This instruction will only display the content of the BX register and the Debug
indicator changes from "-" to ":"


When the prompt is like this, it is possible to change the value of the register
which was seen by typing the new value and [Enter], or the old value can be left by pressing [Enter] without typing any other
value.

It is possible to change the value of the flag register, and use it as a control
structure in our programs as we will later see. Each bit of the register has a
special name and meaning. The following list describes the value of each bit, on
or off and its relation with the operations of the processor:

Overflow

NV = there is no overflow
OV = there is an overflow

Direction

UP = forward
DN = backward

Interrupts

DI = deactivated
EI = activated

Sign

PL = positive
NG = negative

Zero

NZ = it is not zero
ZR = it is zero

Auxiliary Carry

NA = there is no auxiliary carry
AC = there is an auxiliary carry

Parity

PO = uneven parity
PE = even parity

Carry

NC = there is no carry
CY = there is a carry

 

In assembly language code lines have two parts, the first one is the name of the instruction which is to be executed, and the
second one are the parameters of the command.

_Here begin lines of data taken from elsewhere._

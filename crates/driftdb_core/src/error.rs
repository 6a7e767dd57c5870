//! Error types for DriftDB core.

use thiserror::Error;

/// Result type for core operations.
pub type CoreResult<T> = Result<T, CoreError>;

/// Errors that can occur in DriftDB core operations.
#[derive(Debug, Error)]
pub enum CoreError {
    /// Storage backend error. The transaction that hit it was rejected.
    #[error("storage error: {0}")]
    Storage(#[from] driftdb_storage::StorageError),

    /// Value or record codec error.
    #[error("codec error: {0}")]
    Codec(#[from] driftdb_codec::CodecError),

    /// A complete commit-log frame could not be decoded.
    #[error("commit log corrupted at offset {offset}: {message}")]
    LogCorruption {
        /// Offset of the offending frame.
        offset: u64,
        /// Description of the corruption.
        message: String,
    },

    /// A complete commit-log frame failed its checksum.
    #[error("checksum mismatch at offset {offset}: expected {expected:08x}, got {actual:08x}")]
    ChecksumMismatch {
        /// Offset of the offending frame.
        offset: u64,
        /// Checksum stored in the frame header.
        expected: u32,
        /// Checksum computed over the payload.
        actual: u32,
    },

    /// The caller broke the transaction or cache contract.
    ///
    /// Nested transactions, writes inside read-only transactions, applying a
    /// change buffer twice and acknowledging out of order all end up here.
    #[error("contract violation: {message}")]
    ContractViolation {
        /// What was violated.
        message: String,
    },

    /// A primary-only transaction ran on a non-primary persistence.
    #[error("primary lease lost")]
    PrimaryLeaseLost,

    /// An argument was malformed, e.g. an odd-length document path.
    #[error("invalid argument: {message}")]
    InvalidArgument {
        /// Description of the problem.
        message: String,
    },

    /// The persistence layer has been shut down.
    #[error("persistence is shut down")]
    PersistenceClosed,
}

impl CoreError {
    /// Creates a contract violation error.
    pub fn contract_violation(message: impl Into<String>) -> Self {
        Self::ContractViolation {
            message: message.into(),
        }
    }

    /// Creates a log corruption error.
    pub fn log_corruption(offset: u64, message: impl Into<String>) -> Self {
        Self::LogCorruption {
            offset,
            message: message.into(),
        }
    }

    /// Creates an invalid argument error.
    pub fn invalid_argument(message: impl Into<String>) -> Self {
        Self::InvalidArgument {
            message: message.into(),
        }
    }

    /// Returns true for errors a caller may skip, like a failed GC pass
    /// after losing the primary lease.
    #[must_use]
    pub fn is_primary_lease_lost(&self) -> bool {
        matches!(self, Self::PrimaryLeaseLost)
    }
}

#[cfg(test)]
mod tests {
    use super::*;

    #[test]
    fn messages_name_the_problem() {
        let err = CoreError::contract_violation("change buffer applied twice");
        assert_eq!(
            err.to_string(),
            "contract violation: change buffer applied twice"
        );

        let err = CoreError::ChecksumMismatch {
            offset: 16,
            expected: 0xdead_beef,
            actual: 1,
        };
        assert_eq!(
            err.to_string(),
            "checksum mismatch at offset 16: expected deadbeef, got 00000001"
        );
    }

    #[test]
    fn wraps_lower_layers() {
        let err: CoreError = driftdb_storage::StorageError::InjectedFault { operation: "sync" }.into();
        assert!(matches!(err, CoreError::Storage(_)));
        assert!(CoreError::PrimaryLeaseLost.is_primary_lease_lost());
    }
}
//! Field transforms applied alongside a write.

use super::field_path::FieldPath;
use driftdb_codec::{Timestamp, Value};
use serde::{Deserialize, Serialize};

/// A server-evaluated operation on one field.
#[derive(Debug, Clone, PartialEq, Eq, Serialize, Deserialize)]
pub enum TransformOperation {
    /// Sets the field to the commit time.
    ServerTimestamp,
    /// Appends elements not already present.
    ArrayUnion(Vec<Value>),
    /// Removes every occurrence of the elements.
    ArrayRemove(Vec<Value>),
    /// Adds a number to the field.
    Increment(Value),
}

impl TransformOperation {
    /// Computes the local estimate of the transformed value.
    ///
    /// Server timestamps are estimated by the batch's local write time.
    #[must_use]
    pub fn apply_to_local_view(&self, previous: Option<&Value>, local_write_time: Timestamp) -> Value {
        match self {
            Self::ServerTimestamp => Value::Timestamp(local_write_time),
            Self::ArrayUnion(elements) => {
                let mut result = coerced_array(previous);
                for element in elements {
                    if !result.contains(element) {
                        result.push(element.clone());
                    }
                }
                Value::Array(result)
            }
            Self::ArrayRemove(elements) => {
                let mut result = coerced_array(previous);
                result.retain(|v| !elements.contains(v));
                Value::Array(result)
            }
            Self::Increment(operand) => {
                let base = self
                    .compute_base_value(previous)
                    .unwrap_or(Value::Integer(0));
                add_numbers(&base, operand)
            }
        }
    }

    /// Computes the committed value from the server's transform result.
    ///
    /// The server reports no result for array transforms, so those are
    /// recomputed exactly like the local view.
    #[must_use]
    pub fn apply_to_remote_document(
        &self,
        previous: Option<&Value>,
        transform_result: Option<&Value>,
    ) -> Value {
        match (self, transform_result) {
            (Self::ArrayUnion(_) | Self::ArrayRemove(_), _) => {
                self.apply_to_local_view(previous, Timestamp::EPOCH)
            }
            (_, Some(result)) => result.clone(),
            (_, None) => Value::Null,
        }
    }

    /// Returns the value this transform needs preserved in a base mutation,
    /// or `None` if the transform is idempotent.
    ///
    /// Increments are not idempotent: replaying one on top of a newer server
    /// value would double count, so the pre-write value is captured.
    #[must_use]
    pub fn compute_base_value(&self, previous: Option<&Value>) -> Option<Value> {
        match self {
            Self::Increment(_) => Some(match previous {
                Some(v) if v.is_number() => v.clone(),
                _ => Value::Integer(0),
            }),
            _ => None,
        }
    }
}

fn coerced_array(previous: Option<&Value>) -> Vec<Value> {
    previous
        .and_then(Value::as_array)
        .map(<[Value]>::to_vec)
        .unwrap_or_default()
}

fn as_double(value: &Value) -> f64 {
    match value {
        Value::Integer(n) => *n as f64,
        Value::Double(d) => *d,
        _ => 0.0,
    }
}

fn add_numbers(base: &Value, operand: &Value) -> Value {
    match (base, operand) {
        (Value::Integer(a), Value::Integer(b)) => Value::Integer(a.saturating_add(*b)),
        _ => Value::Double(as_double(base) + as_double(operand)),
    }
}

/// A transform bound to a field.
#[derive(Debug, Clone, PartialEq, Eq, Serialize, Deserialize)]
pub struct FieldTransform {
    /// Target field.
    pub field: FieldPath,
    /// Operation to apply.
    pub operation: TransformOperation,
}

impl FieldTransform {
    /// Creates a field transform.
    #[must_use]
    pub fn new(field: FieldPath, operation: TransformOperation) -> Self {
        Self { field, operation }
    }
}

For example:

add ah,bh

Here "add" is the command to be executed, in this case an addition, and "ah" as
well as "bh" are the parameters.

The name of the instructions in this language is made up of two, three, or four
letters. These instructions are also called mnemonic names or operation codes,
since they represent a function the processor will pe
There are some commands which do not require parameters for their operation, as well as others that require just one parameter.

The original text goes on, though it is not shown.